In the Russian region of Orenburg, people with severe symptoms of intoxication have been taken to hospital for days. There are now over 30 dead. They had all drunk liquor mixed with methanol beforehand. The government wants to reach potential consumers with an exchange campaign.
After dozens of deaths from the consumption of adulterated schnapps, the central Russian region of Orenburg has started an “alcohol for food” barter campaign. Buyers of “alcoholic beverages of dubious quality” could exchange them in supermarkets for food worth several times the purchase price, reported the Tass news agency on Sunday.

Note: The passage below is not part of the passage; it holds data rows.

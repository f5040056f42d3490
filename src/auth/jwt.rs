// This file is part of the product Lingod.
// SPDX-FileCopyrightText: 2025-2026 Zivatar Limited
// SPDX-License-Identifier: AGPL-3.0-or-later
// The code and documentation in this repository is licensed under the GNU Affero General Public License v3.0 or later (AGPL-3.0-or-later). See LICENSE.

use crate::config::ValidatedConfig;
use crate::store::User;
use chrono::{Duration, Utc};
use jsonwebtoken::{Algorithm, DecodingKey, EncodingKey, Header, Validation, decode, encode};
use serde::{Deserialize, Serialize};
use std::collections::HashSet;
use std::sync::Mutex;
use uuid::Uuid;

#[derive(Debug)]
pub enum JwtError {
    TokenCreationError(String),
    TokenVerificationError(String),
}

impl std::fmt::Display for JwtError {
    fn fmt(&self, f: &mut std::fmt::Formatter<'_>) -> std::fmt::Result {
        match self {
            JwtError::TokenCreationError(msg) => write!(f, "Token creation failed: {}", msg),
            JwtError::TokenVerificationError(msg) => {
                write!(f, "Token verification failed: {}", msg)
            }
        }
    }
}

impl std::error::Error for JwtError {}

#[derive(Debug, Clone, Serialize, Deserialize)]
pub struct Claims {
    /// User id, as a string per JWT convention.
    pub sub: String,
    pub email: String,
    pub iat: i64,
    pub exp: i64,
    pub jti: String,
}

impl Claims {
    pub fn user_id(&self) -> Option<u64> {
        self.sub.parse().ok()
    }
}

pub struct TokenService {
    secret: String,
    expiration_hours: u64,
}

impl TokenService {
    pub fn new(config: &ValidatedConfig) -> Self {
        TokenService {
            secret: config.auth.jwt.secret.clone(),
            expiration_hours: config.auth.jwt.expiration_hours,
        }
    }

    /// Create a bearer token for a user
    pub fn create_token(&self, user: &User) -> Result<String, JwtError> {
        let now = Utc::now();
        let expiration = now + Duration::hours(self.expiration_hours as i64);

        let claims = Claims {
            sub: user.id.to_string(),
            email: user.email.clone(),
            iat: now.timestamp(),
            exp: expiration.timestamp(),
            jti: Uuid::new_v4().to_string(),
        };

        encode(
            &Header::default(),
            &claims,
            &EncodingKey::from_secret(self.secret.as_ref()),
        )
        .map_err(|e| JwtError::TokenCreationError(e.to_string()))
    }

    /// Verify a bearer token and return its claims
    pub fn verify_token(&self, token: &str) -> Result<Claims, JwtError> {
        let validation = Validation::new(Algorithm::HS256);

        let token_data = decode::<Claims>(
            token,
            &DecodingKey::from_secret(self.secret.as_ref()),
            &validation,
        )
        .map_err(|e| JwtError::TokenVerificationError(e.to_string()))?;

        Ok(token_data.claims)
    }
}

/// Token ids invalidated by logout. Tokens carry their own expiry, so this
/// only needs to hold ids until the corresponding tokens would have expired
/// anyway; the set is process-local, like the datastore it guards.
#[derive(Default)]
pub struct RevokedTokens {
    ids: Mutex<HashSet<String>>,
}

impl RevokedTokens {
    pub fn new() -> Self {
        RevokedTokens::default()
    }

    pub fn revoke(&self, jti: &str) {
        self.lock().insert(jti.to_string());
    }

    pub fn is_revoked(&self, jti: &str) -> bool {
        self.lock().contains(jti)
    }

    fn lock(&self) -> std::sync::MutexGuard<'_, HashSet<String>> {
        match self.ids.lock() {
            Ok(guard) => guard,
            Err(poisoned) => {
                log::error!("Revocation list lock poisoned; recovering");
                poisoned.into_inner()
            }
        }
    }
}
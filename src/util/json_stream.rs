// This file is part of the product Lingod.
// SPDX-FileCopyrightText: 2025-2026 Zivatar Limited
// SPDX-License-Identifier: AGPL-3.0-or-later
// The code and documentation in this repository is licensed under the GNU Affero General Public License v3.0 or later (AGPL-3.0-or-later). See LICENSE.

//! Incremental JSON array responses.
//!
//! The listing endpoints stream arbitrarily large result sets without ever
//! materializing them: rows are pulled from the store one cursor batch at a
//! time and written out as they are fetched. Memory use is bounded by the
//! batch size, not the row count.

use crate::store::types::{StoreError, TagRow, TranslationRow};
use actix_web::HttpResponse;
use actix_web::web::Bytes;
use futures_util::Stream;
use futures_util::stream;
use serde::Serialize;
use std::fmt;

/// How string content is escaped in the emitted JSON.
///
/// `Ascii` escapes every non-ASCII character as `\uXXXX` (surrogate pairs
/// for characters outside the BMP) and forward slashes as `\/`. `Raw`
/// leaves both alone. The two listing endpoints deliberately differ here
/// and clients depend on the byte-level output of each.
#[derive(Debug, Clone, Copy, PartialEq, Eq)]
pub enum JsonEscaping {
    Ascii,
    Raw,
}

#[derive(Debug)]
pub enum StreamError {
    Store(StoreError),
    Encode(serde_json::Error),
}

impl fmt::Display for StreamError {
    fn fmt(&self, f: &mut fmt::Formatter<'_>) -> fmt::Result {
        match self {
            StreamError::Store(err) => write!(f, "Row fetch failed mid-stream: {}", err),
            StreamError::Encode(err) => write!(f, "Row encoding failed mid-stream: {}", err),
        }
    }
}

impl std::error::Error for StreamError {}

/// A row that can report the cursor position for the batch after it.
pub trait CursorRow: Serialize {
    fn cursor_id(&self) -> u64;
}

impl CursorRow for TranslationRow {
    fn cursor_id(&self) -> u64 {
        self.id
    }
}

impl CursorRow for TagRow {
    fn cursor_id(&self) -> u64 {
        self.id
    }
}

enum Step {
    Open,
    Rows { after: Option<u64>, first: bool },
    Closed,
}

/// Build the body stream for a JSON array of rows. `fetch` is called with
/// the id of the last emitted row (or `None` for the first batch) and must
/// return the next batch in id order; an empty batch ends the array.
///
/// A fetch or encode failure is surfaced as a stream error, which aborts
/// the response mid-body. The opening bracket has been sent by then, so
/// the client sees a truncated payload rather than an error status; that
/// is the cost of not buffering the full result.
pub fn json_array_stream<R, F>(
    mut fetch: F,
    escaping: JsonEscaping,
) -> impl Stream<Item = Result<Bytes, StreamError>>
where
    R: CursorRow,
    F: FnMut(Option<u64>) -> Result<Vec<R>, StoreError>,
{
    stream::unfold(Step::Open, move |step| {
        let out = match step {
            Step::Open => Some((
                Ok(Bytes::from_static(b"[")),
                Step::Rows {
                    after: None,
                    first: true,
                },
            )),
            Step::Rows { after, first } => match fetch(after) {
                Err(err) => Some((Err(StreamError::Store(err)), Step::Closed)),
                Ok(batch) if batch.is_empty() => {
                    Some((Ok(Bytes::from_static(b"]")), Step::Closed))
                }
                Ok(batch) => {
                    let mut chunk = String::new();
                    let mut first = first;
                    let mut after = after;
                    let mut failed = None;
                    for row in &batch {
                        match encode_row(row, escaping) {
                            Ok(json) => {
                                if !first {
                                    chunk.push(',');
                                }
                                chunk.push_str(&json);
                                first = false;
                                after = Some(row.cursor_id());
                            }
                            Err(err) => {
                                failed = Some(err);
                                break;
                            }
                        }
                    }
                    match failed {
                        Some(err) => Some((Err(StreamError::Encode(err)), Step::Closed)),
                        None => Some((Ok(Bytes::from(chunk)), Step::Rows { after, first })),
                    }
                }
            },
            Step::Closed => None,
        };
        std::future::ready(out)
    })
}

/// Wrap a body stream in the response the listing endpoints send.
pub fn streamed_json_response<S>(body: S) -> HttpResponse
where
    S: Stream<Item = Result<Bytes, StreamError>> + 'static,
{
    HttpResponse::Ok()
        .content_type("application/json")
        .insert_header(("Cache-Control", "no-cache"))
        .streaming(body)
}

fn encode_row<R: Serialize>(row: &R, escaping: JsonEscaping) -> Result<String, serde_json::Error> {
    let json = serde_json::to_string(row)?;
    Ok(match escaping {
        JsonEscaping::Raw => json,
        JsonEscaping::Ascii => escape_ascii(&json),
    })
}

/// Escape a serialized JSON document down to ASCII. Slashes and non-ASCII
/// characters only occur inside string literals, so a character-level pass
/// over the document is safe.
fn escape_ascii(json: &str) -> String {
    let mut out = String::with_capacity(json.len());
    for c in json.chars() {
        if c == '/' {
            out.push_str("\\/");
        } else if (c as u32) < 0x80 {
            out.push(c);
        } else {
            let mut units = [0u16; 2];
            for unit in c.encode_utf16(&mut units) {
                out.push_str(&format!("\\u{:04x}", unit));
            }
        }
    }
    out
}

In the past few days, 67 people became seriously ill after consuming adulterated schnapps, and some had to be connected to heart-lung machines, according to the authorities. 34 of them died. According to Tass, studies showed that people had drunk schnapps mixed with highly toxic methanol. In some cases, victims had three to five times a fatal dose of methanol in their blood.

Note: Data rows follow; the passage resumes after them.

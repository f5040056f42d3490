// This file is part of the product Lingod.
// SPDX-FileCopyrightText: 2025-2026 Zivatar Limited
// SPDX-License-Identifier: AGPL-3.0-or-later
// The code and documentation in this repository is licensed under the GNU Affero General Public License v3.0 or later (AGPL-3.0-or-later). See LICENSE.

//! Request payload validation.
//!
//! Handlers accumulate field errors into a [`ValidationErrors`] and, if any
//! were recorded, answer 422 with the standard envelope: a `message` built
//! from the first error plus an "(and N more errors)" suffix, and an
//! `errors` object mapping each field to its messages. Clients parse that
//! envelope, so the wording of the stock messages is part of the API.

use actix_web::HttpResponse;
use serde_json::json;
use validator::ValidateEmail;

pub const MAX_TEXT_CHARS: usize = 255;
pub const MAX_LOCALE_CHARS: usize = 5;
pub const MIN_PASSWORD_CHARS: usize = 8;

/// Field errors in the order they were recorded.
#[derive(Debug, Default)]
pub struct ValidationErrors {
    fields: Vec<(String, Vec<String>)>,
}

impl ValidationErrors {
    pub fn new() -> Self {
        ValidationErrors::default()
    }

    pub fn add(&mut self, field: &str, message: String) {
        match self.fields.iter_mut().find(|(name, _)| name == field) {
            Some((_, messages)) => messages.push(message),
            None => self.fields.push((field.to_string(), vec![message])),
        }
    }

    pub fn is_empty(&self) -> bool {
        self.fields.is_empty()
    }

    fn count(&self) -> usize {
        self.fields.iter().map(|(_, messages)| messages.len()).sum()
    }

    /// The summary line: the first recorded error, with a suffix when more
    /// errors follow it.
    pub fn message(&self) -> String {
        let first = self
            .fields
            .first()
            .and_then(|(_, messages)| messages.first());
        let Some(first) = first else {
            return String::new();
        };
        match self.count() - 1 {
            0 => first.clone(),
            1 => format!("{} (and 1 more error)", first),
            more => format!("{} (and {} more errors)", first, more),
        }
    }

    pub fn to_response(&self) -> HttpResponse {
        let mut errors = serde_json::Map::new();
        for (field, messages) in &self.fields {
            errors.insert(field.clone(), json!(messages));
        }
        HttpResponse::UnprocessableEntity().json(json!({
            "message": self.message(),
            "errors": errors,
        }))
    }
}

/// Check the `required` rule: the field must be present and non-empty.
/// Returns the value when it passed, so follow-up rules can skip a field
/// that already failed.
pub fn check_required<'a>(
    errors: &mut ValidationErrors,
    field: &str,
    value: Option<&'a str>,
) -> Option<&'a str> {
    match value {
        Some(value) if !value.is_empty() => Some(value),
        _ => {
            errors.add(field, format!("The {} field is required.", field));
            None
        }
    }
}

pub fn check_max_chars(errors: &mut ValidationErrors, field: &str, value: &str, max: usize) {
    if value.chars().count() > max {
        errors.add(
            field,
            format!(
                "The {} field must not be greater than {} characters.",
                field, max
            ),
        );
    }
}

pub fn check_min_chars(errors: &mut ValidationErrors, field: &str, value: &str, min: usize) {
    if value.chars().count() < min {
        errors.add(
            field,
            format!("The {} field must be at least {} characters.", field, min),
        );
    }
}

pub fn check_email_format(errors: &mut ValidationErrors, field: &str, value: &str) {
    if !value.validate_email() {
        errors.add(
            field,
            format!("The {} field must be a valid email address.", field),
        );
    }
}

/// Check the `size` rule for strings: exactly `size` characters.
pub fn check_exact_chars(errors: &mut ValidationErrors, field: &str, value: &str, size: usize) {
    if value.chars().count() != size {
        errors.add(
            field,
            format!("The {} field must be {} characters.", field, size),
        );
    }
}

/// Record the `unique` rule failure for a field.
pub fn add_taken(errors: &mut ValidationErrors, field: &str) {
    errors.add(field, format!("The {} has already been taken.", field));
}
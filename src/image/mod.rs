//! Image naming
//!
//! Normalization of raw image names into registry references, plus the
//! domain log that records registry prefixes stripped along the way.

pub mod reference;

pub use reference::{DomainLog, ImageReference, ReferenceParser, split_tag};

According to the regional government, nine people have been arrested so far. They are accused of illicit manufacture and illegal trade in prohibited alcohol. Governor Denis Pasler had announced extensive controls of sales outlets in the area in order to remove the adulterated alcohol from circulation. “Until the results are complete, alcohol consumption can be life-threatening,” he warned. More than 1200 glass and plastic bottles have already been confiscated. The central investigation committee in Moscow announced on Saturday that eleven large barrels had also been seized. According to this, hundreds of liters of the liquid were found, which should now be examined.
The alleged perpetrators are said to have sold the drinks mainly in the city of Orsk in the Orenburg region, but also in other places. Since it is unclear how many bottles with potentially lethal contents are in circulation, the regional government launched the exchange program.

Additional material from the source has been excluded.